Hackenschmidt — Remember Him?

The Sydney Morning Herald – December 30, 1950
by James Holledge

George Hackenschmidt, the greatest wrestler of the classic school in modern times, has become a philosopher.   At the age of 74, “Hack” spends his time in a small London flat meditating not on his past triumphs, but on his own ideas for composing the problems of mankind.

To his callers the bald-headed ascetic known as George Hackenschmidt attempts to expound a philosophy that has been described as “an all-in system of physiology, psychology, and philosophy that makes existentialism seem like ‘Reading Without Tears’.”

He is not impatient at the lack of comprehension that is usually evident on their faces.   Many others have experienced difficulty in understanding what he is driving at!   Even Bernard Shaw, after a long and intricate session with him, was forced to admit that although he personally could not quite follow his reasoning the man was certainly no fool.

Hackenschmidt appeared before thousands all over the world from Stockholm to Sydney.   His name has endured for more than half a century.

Born in 1876 in the Estonian town of Dorpad, which was then part of the Russian Empire, he is perhaps best known by his nickname of “The Russian Lion.” He was the greatest wrestler — in the Greco-Roman style — the modern world has ever known.   A professional at 18 he went to England in 1902 as the acknowledged European champion.   His unsurpassed physique and the ease with which he defeated his opponents revived a sport that until then had been virtually dormant.   “The whole country went wrestling mad,” says that shrewd showman, C.B. Cochran, who wasted no time in getting Hackenschmidt’s name on a contract.

Then just as “Hack” was running out of competition, and audiences were tired of seeing him slam down his innumerable opponents almost before they had got properly settled in their seats, the promoters’ prayers were answered by the timely advent of Ahmed Madrali, an enormous, hirsute ex-stevedore from Marseilles who answered to the name of “The Terrible Turk.”

One night at the Canterbury Music Hall, where Hackenschmidt was appearing in a weight-lifting act and one or two exhibition bouts, there was a sudden but no doubt not entirely unexpected commotion in the stalls.   Two wildly gesticulating and shouting “foreign gentlemen” (as one paper described them next morning) were pushing their way to the stage.   One was recognised by some of the fans as Antonio Pierri, a veteran wrestler known in his prime as “The Terrible Greek.” In quaint broken English he announced that this was his protege, “The Terrible Turk, the Sultan’s favourite wrestler,” on whose behalf he challenged Hackenschmidt.

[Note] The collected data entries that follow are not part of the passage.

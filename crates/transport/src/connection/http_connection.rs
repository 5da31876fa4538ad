use bytes::Bytes;
use futures::SinkExt;
use http::header::{ACCEPT_ENCODING, CONTENT_LENGTH, HOST, TRANSFER_ENCODING, USER_AGENT};
use http::{HeaderMap, HeaderValue, Method, Version};
use tokio::io::AsyncWriteExt;
use tokio_util::codec::Framed;
use tracing::{debug, error};
use uuid::Uuid;

use crate::codec::ClientCodec;
use crate::connection::curl;
use crate::connection::raw::HttpFramed;
use crate::connection::{
    BoxedStream, ConnectionConfig, ConnectionHooks, Connector, DefaultHooks, RawRequest, RawResponse, TcpConnector, TimedStream,
};
use crate::protocol::{
    Endpoint, HttpError, Message, PayloadItem, PayloadSize, Request, RequestContext, RequestHead, Response,
    ResponseFormat, SendError, TextFormat, join_query,
};

const USER_AGENT_PRODUCT: &str = concat!("micro-transport/", env!("CARGO_PKG_VERSION"));
const CACHE_BUSTING_PARAM: &str = "cache-busting";

/// One logical HTTP(S) connection to a provider endpoint.
///
/// Every call opens its own stream through the [`Connector`], writes one request and
/// reads one response; nothing is pooled or reused between calls. Requests are shaped
/// by the [`ConnectionHooks`] and responses parsed by the [`ResponseFormat`].
///
/// # Type Parameters
///
/// * `F`: how response bodies are parsed
/// * `H`: the provider's request hooks
/// * `C`: how streams are opened
pub struct Connection<F = TextFormat, H = DefaultHooks, C = TcpConnector> {
    config: ConnectionConfig,
    format: F,
    hooks: H,
    connector: C,
    ua_tokens: Vec<String>,
    context: Option<RequestContext>,
    stream: Option<(Endpoint, HttpFramed)>,
}

/// A request after the hooks ran, ready to be written.
#[derive(Debug)]
struct Prepared {
    endpoint: Endpoint,
    head: RequestHead,
    payload_size: PayloadSize,
    body: Option<Bytes>,
}

impl Connection {
    pub fn new(config: ConnectionConfig) -> Self {
        Self::with_parts(config, TextFormat::new(), DefaultHooks, TcpConnector)
    }
}

impl<F, H, C> Connection<F, H, C>
where
    F: ResponseFormat,
    H: ConnectionHooks,
    C: Connector,
{
    pub fn with_parts(config: ConnectionConfig, format: F, hooks: H, connector: C) -> Self {
        Self { config, format, hooks, connector, ua_tokens: Vec::new(), context: None, stream: None }
    }

    pub fn with_format<F2: ResponseFormat>(self, format: F2) -> Connection<F2, H, C> {
        Connection {
            config: self.config,
            format,
            hooks: self.hooks,
            connector: self.connector,
            ua_tokens: self.ua_tokens,
            context: self.context,
            stream: self.stream,
        }
    }

    pub fn with_hooks<H2: ConnectionHooks>(self, hooks: H2) -> Connection<F, H2, C> {
        Connection {
            config: self.config,
            format: self.format,
            hooks,
            connector: self.connector,
            ua_tokens: self.ua_tokens,
            context: self.context,
            stream: self.stream,
        }
    }

    /// Swaps how streams are opened; a stream opened by the previous connector is dropped.
    pub fn with_connector<C2: Connector>(self, connector: C2) -> Connection<F, H, C2> {
        Connection {
            config: self.config,
            format: self.format,
            hooks: self.hooks,
            connector,
            ua_tokens: self.ua_tokens,
            context: self.context,
            stream: None,
        }
    }

    pub fn config(&self) -> &ConnectionConfig {
        &self.config
    }

    pub fn format(&self) -> &F {
        &self.format
    }

    pub fn hooks(&self) -> &H {
        &self.hooks
    }

    /// Adds a `(token)` to the `User-Agent` sent with every request.
    pub fn user_agent_append<T: Into<String>>(&mut self, token: T) {
        self.ua_tokens.push(token.into());
    }

    pub fn user_agent(&self) -> String {
        let mut user_agent = USER_AGENT_PRODUCT.to_string();
        for part in self.config.driver().into_iter().chain(self.ua_tokens.iter().map(String::as_str)) {
            user_agent.push_str(" (");
            user_agent.push_str(part);
            user_agent.push(')');
        }
        user_agent
    }

    /// Context handed to the hooks of the next call, and of that call only.
    pub fn set_context(&mut self, context: RequestContext) {
        self.context = Some(context);
    }

    /// The endpoint of the stream opened by the last [`connect`](Self::connect), if it is still held.
    pub fn connected_endpoint(&self) -> Option<&Endpoint> {
        self.stream.as_ref().map(|(endpoint, _)| endpoint)
    }

    pub async fn connect(&mut self) -> Result<(), HttpError> {
        self.connect_to(None, None, None).await
    }

    /// Opens a stream and keeps it, dropping the one held before.
    ///
    /// `base_url` wins over the configured base url, which wins over `host`/`port`;
    /// missing parts fall back to the configured endpoint.
    pub async fn connect_to(&mut self, host: Option<&str>, port: Option<u16>, base_url: Option<&str>) -> Result<(), HttpError> {
        let endpoint = self.resolve_endpoint(host, port, base_url)?;
        self.stream = None;
        let framed = Self::open(&self.config, &self.connector, &endpoint).await?;
        self.stream = Some((endpoint, framed));
        Ok(())
    }

    /// Sends `request` and reads the whole response.
    ///
    /// The response body is decompressed and parsed by the connection's format;
    /// a status outside the format's success codes is returned as [`HttpError::Status`].
    pub async fn send(&mut self, request: Request) -> Result<Response<F::Output>, HttpError> {
        let context = self.context.take().unwrap_or_default();
        let prepared = self.prepare(request, context, false)?;
        let mut framed = self.dispatch(&prepared.endpoint).await?;

        let head: Message<(RequestHead, PayloadSize)> = Message::Header((prepared.head, prepared.payload_size));
        match prepared.body {
            Some(body) => {
                framed.feed(head).await?;
                framed.send(Message::Payload(PayloadItem::Chunk(body))).await?;
            }
            None => framed.send(head).await?,
        }

        RawResponse::new(framed).into_response(&self.format, self.config.driver()).await
    }

    /// Sends only the head of `request` and hands back the stream for the body.
    ///
    /// The caller's `Content-Length` or `Transfer-Encoding` headers are left as they
    /// are and decide the framing of whatever is written to the [`RawRequest`].
    pub async fn send_raw(&mut self, request: Request) -> Result<RawRequest, HttpError> {
        let context = self.context.take().unwrap_or_default();
        let prepared = self.prepare(request, context, true)?;
        let mut framed = self.dispatch(&prepared.endpoint).await?;

        framed.send(Message::<_, Bytes>::Header((prepared.head, prepared.payload_size))).await?;
        if let Some(body) = &prepared.body {
            framed.get_mut().write_all(body).await.map_err(SendError::io)?;
        }
        Ok(RawRequest::new(framed))
    }

    fn resolve_endpoint(&self, host: Option<&str>, port: Option<u16>, base_url: Option<&str>) -> Result<Endpoint, HttpError> {
        if let Some(base_url) = base_url.or(self.config.base_url()) {
            return Endpoint::from_url(base_url);
        }

        let default = self.config.endpoint();
        if host.is_none() && port.is_none() {
            return Ok(default.clone());
        }
        let endpoint = Endpoint::new(host.unwrap_or(default.host()), Some(port.unwrap_or(default.port())), default.is_secure());
        Ok(endpoint.with_base_path(default.base_path()))
    }

    async fn open(config: &ConnectionConfig, connector: &C, endpoint: &Endpoint) -> Result<HttpFramed, HttpError> {
        config.check_secure(endpoint)?;
        let stream = connector.connect(endpoint, config).await.map_err(|e| {
            error!(host = endpoint.host(), port = endpoint.port(), cause = %e, "connect failed");
            e
        })?;
        debug!(host = endpoint.host(), port = endpoint.port(), secure = endpoint.is_secure(), "connected");
        let stream = match config.timeout() {
            Some(timeout) => Box::new(TimedStream::new(stream, timeout)) as BoxedStream,
            None => stream,
        };
        Ok(Framed::with_capacity(stream, ClientCodec::new(), 8 * 1024))
    }

    async fn dispatch(&mut self, endpoint: &Endpoint) -> Result<HttpFramed, HttpError> {
        self.stream = None;
        Self::open(&self.config, &self.connector, endpoint).await
    }

    fn prepare(&self, request: Request, context: RequestContext, raw: bool) -> Result<Prepared, HttpError> {
        let endpoint = self.resolve_endpoint(None, None, None)?;
        let (method, action, params, headers, data) = request.into_parts();
        let ctx = context.bind(method.clone(), action.as_str());

        let action = self.hooks.morph_action(&action, &endpoint, &ctx);

        let mut params = self.hooks.add_default_params(params, &ctx);
        if self.config.cache_busting() && method == Method::GET {
            params.push(CACHE_BUSTING_PARAM, hex::encode(&Uuid::new_v4().as_bytes()[..8]));
        }

        let mut headers = self.hooks.add_default_headers(headers, &ctx);
        headers.insert(USER_AGENT, HeaderValue::try_from(self.user_agent()).map_err(SendError::invalid_header)?);
        headers.insert(ACCEPT_ENCODING, HeaderValue::from_static("gzip,deflate"));
        headers.insert(HOST, HeaderValue::try_from(endpoint.host_header()).map_err(SendError::invalid_header)?);

        let body = data.filter(|data| !data.is_empty()).map(|data| self.hooks.encode_data(data, &ctx));
        match &body {
            Some(body) => {
                headers.insert(CONTENT_LENGTH, HeaderValue::from(body.len()));
            }
            None if !raw && (method == Method::POST || method == Method::PUT) => {
                headers.insert(CONTENT_LENGTH, HeaderValue::from_static("0"));
            }
            None => {}
        }

        let (params, headers) = self.hooks.pre_connect_hook(params, headers, &ctx);

        let uri = join_query(&action, &params.encode()?);
        let mut head = http::Request::builder()
            .method(method)
            .uri(uri)
            .version(Version::HTTP_11)
            .body(())
            .map_err(SendError::invalid_uri)?;
        *head.headers_mut() = headers;

        let payload_size = if raw {
            raw_payload_size(head.headers())
        } else {
            PayloadSize::new_length(body.as_ref().map_or(0, |body| body.len() as u64))
        };

        debug!(method = %head.method(), uri = %head.uri(), host = endpoint.host(), "sending request");
        curl::log_request(&endpoint, &head, body.as_deref());
        Ok(Prepared { endpoint, head, payload_size, body })
    }
}

/// Framing announced by the caller's own headers.
fn raw_payload_size(headers: &HeaderMap) -> PayloadSize {
    let chunked = headers
        .get_all(TRANSFER_ENCODING)
        .iter()
        .filter_map(|value| value.to_str().ok())
        .any(|value| value.split(',').any(|coding| coding.trim().eq_ignore_ascii_case("chunked")));
    if chunked {
        return PayloadSize::Chunked;
    }

    headers
        .get(CONTENT_LENGTH)
        .and_then(|value| value.to_str().ok())
        .and_then(|value| value.trim().parse::<u64>().ok())
        .map_or(PayloadSize::Empty, PayloadSize::new_length)
}

impl<F, H, C> std::fmt::Debug for Connection<F, H, C> {
    fn fmt(&self, f: &mut std::fmt::Formatter<'_>) -> std::fmt::Result {
        f.debug_struct("Connection")
            .field("config", &self.config)
            .field("ua_tokens", &self.ua_tokens)
            .field("context", &self.context)
            .field("connected", &self.stream.is_some())
            .finish_non_exhaustive()
    }
}
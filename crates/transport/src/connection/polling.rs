//! Submit-then-poll for long running provider operations.
//!
//! A job is submitted with one request, then a derived request is re-issued every
//! [`PollConfig::poll_interval`] until [`AsyncJob::has_completed`] says so or
//! [`PollConfig::timeout`] elapses. A poll still in flight at the deadline is
//! abandoned. The loop runs on the calling task and sleeps between polls; nothing
//! is retried on transport errors.

use std::time::Duration;

use async_trait::async_trait;
use tokio::time::{Instant, sleep, timeout_at};
use tracing::{debug, warn};

use crate::connection::{Connection, ConnectionHooks, Connector};
use crate::protocol::{HttpError, Request, RequestContext, Response, ResponseFormat};

/// Something that turns a request into a complete response.
#[async_trait]
pub trait PollTarget: Send {
    type Output: Send;

    async fn request(&mut self, request: Request, context: RequestContext) -> Result<Response<Self::Output>, HttpError>;
}

#[async_trait]
impl<F, H, C> PollTarget for Connection<F, H, C>
where
    F: ResponseFormat,
    H: ConnectionHooks,
    C: Connector,
{
    type Output = F::Output;

    async fn request(&mut self, request: Request, context: RequestContext) -> Result<Response<F::Output>, HttpError> {
        self.set_context(context);
        self.send(request).await
    }
}

/// How a provider recognizes and follows one kind of asynchronous operation.
pub trait AsyncJob<T>: Send + Sync {
    /// Adjusts the submitting request, unchanged by default.
    fn initial_request(&self, request: Request, context: &RequestContext) -> Request {
        let _ = context;
        request
    }

    /// The request that asks for the job state, usually built from an id in `initial`.
    fn poll_request(&self, initial: &Response<T>, context: &RequestContext) -> Result<Request, HttpError>;

    fn has_completed(&self, response: &Response<T>) -> bool;
}

#[derive(Debug, Clone, Copy, PartialEq, Eq)]
pub struct PollConfig {
    poll_interval: Duration,
    timeout: Duration,
}

impl Default for PollConfig {
    fn default() -> Self {
        Self { poll_interval: Duration::from_millis(500), timeout: Duration::from_secs(200) }
    }
}

impl PollConfig {
    #[must_use]
    pub fn with_poll_interval(mut self, poll_interval: Duration) -> Self {
        self.poll_interval = poll_interval;
        self
    }

    #[must_use]
    pub fn with_timeout(mut self, timeout: Duration) -> Self {
        self.timeout = timeout;
        self
    }

    pub fn poll_interval(&self) -> Duration {
        self.poll_interval
    }

    pub fn timeout(&self) -> Duration {
        self.timeout
    }
}

#[derive(Debug)]
pub struct PollingConnection<T = Connection> {
    target: T,
    config: PollConfig,
}

impl<T: PollTarget> PollingConnection<T> {
    pub fn new(target: T) -> Self {
        Self::with_config(target, PollConfig::default())
    }

    pub fn with_config(target: T, config: PollConfig) -> Self {
        Self { target, config }
    }

    pub fn config(&self) -> &PollConfig {
        &self.config
    }

    pub fn target(&self) -> &T {
        &self.target
    }

    pub fn target_mut(&mut self) -> &mut T {
        &mut self.target
    }

    pub fn into_inner(self) -> T {
        self.target
    }

    /// Plain request on the wrapped target, without polling.
    pub async fn request(&mut self, request: Request, context: Option<RequestContext>) -> Result<Response<T::Output>, HttpError> {
        self.target.request(request, context.unwrap_or_default()).await
    }

    /// Submits `request`, then polls until `job` reports completion.
    ///
    /// Returns the first poll response for which [`AsyncJob::has_completed`] is true,
    /// or [`HttpError::Timeout`] once the configured timeout elapsed without one.
    pub async fn async_request<J>(
        &mut self,
        request: Request,
        context: Option<RequestContext>,
        job: &J,
    ) -> Result<Response<T::Output>, HttpError>
    where
        J: AsyncJob<T::Output> + ?Sized,
    {
        let context = context.unwrap_or_default();
        let request = job.initial_request(request, &context);
        let initial = self.target.request(request, context.clone()).await?;
        let poll = job.poll_request(&initial, &context)?;

        let PollConfig { poll_interval, timeout } = self.config;
        let deadline = Instant::now() + timeout;
        let mut polls = 0_u32;

        while Instant::now() < deadline {
            // a poll still in flight at the deadline is dropped
            let Ok(response) = timeout_at(deadline, self.target.request(poll.clone(), context.clone())).await else {
                break;
            };
            let response = response?;
            polls += 1;
            if job.has_completed(&response) {
                debug!(polls, action = poll.action(), "async job completed");
                return Ok(response);
            }
            sleep(poll_interval).await;
        }

        warn!(polls, ?timeout, action = poll.action(), "async job did not complete in time");
        Err(HttpError::Timeout { timeout })
    }
}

Press and public clamoured for the match, and Cochran arranged what was then the biggest wrestling contest ever staged in England.   The purse was 1,000 pounds for the winner and 500 pounds for the loser.   Even in boxing that sort of money was big news in those days.   It took place at Olympia on January 30, 1904.   Pierri had proved himself an astute publicity man, for Madrali emerged as the popular pick.   Many good judges were so bemused by his propoganda that they were already proclaiming that “poor old Hack” would be massacred.

Even “The Russian Lion” himself seemed to be affected.   Cochran says he had such a bad attack of nerves in his dressing room that Eugene Corri, the famous boxing referee, gloomily stated, “He’s licked already!”   But he was a different man when he emerged and bounded confidently down the aisle to the ring.   Probably not one of the thousands in the audience had ever seen a better physical specimen.   Hackenschmidt was not tall and he then weighed not much more than 14 stone, but he carried “the smooth rippling muscles of a greyhound.”

His opponent was a giant who logically assumed that no wrestler living could give him two stone in weight, a foot in height and a beating as well.   The public had similarly reasoned, “A good big ‘un’ll beat a good little ‘un any day.”   It took “Hack” exactly 44 seconds to prove them wrong.   He lifted the “Turk” bodily, high above his head, then slung him down on the other side of the ring, where he lay inert and groaning.   The “favourite of the Sultan” was finished for the evening, with three broken ribs and a broken arm!

Hackenschmidt went on his way unbeaten.   World-wide tours were undertaken but not one wrestler could be found to extend him.   Lack of competition forced him onto the vaudeville stage to earn his keep.   Harry Rickard imported him into Australia to appear at the Tivoli at the highest figure ever paid to a performer in this country at that time.   In 1908 and again in 1911 the world was astounded to hear that Hackenschmidt had been defeated by an American wrestler named Frank Gotch.   On both occasions “Hack” was forced to withdraw because of an injured leg, caused by his frantic attempts to overcome a strange toehold Gotch had perfected.   Even today he will not say much about it, but many believe the hold was unfair and should have been illegal.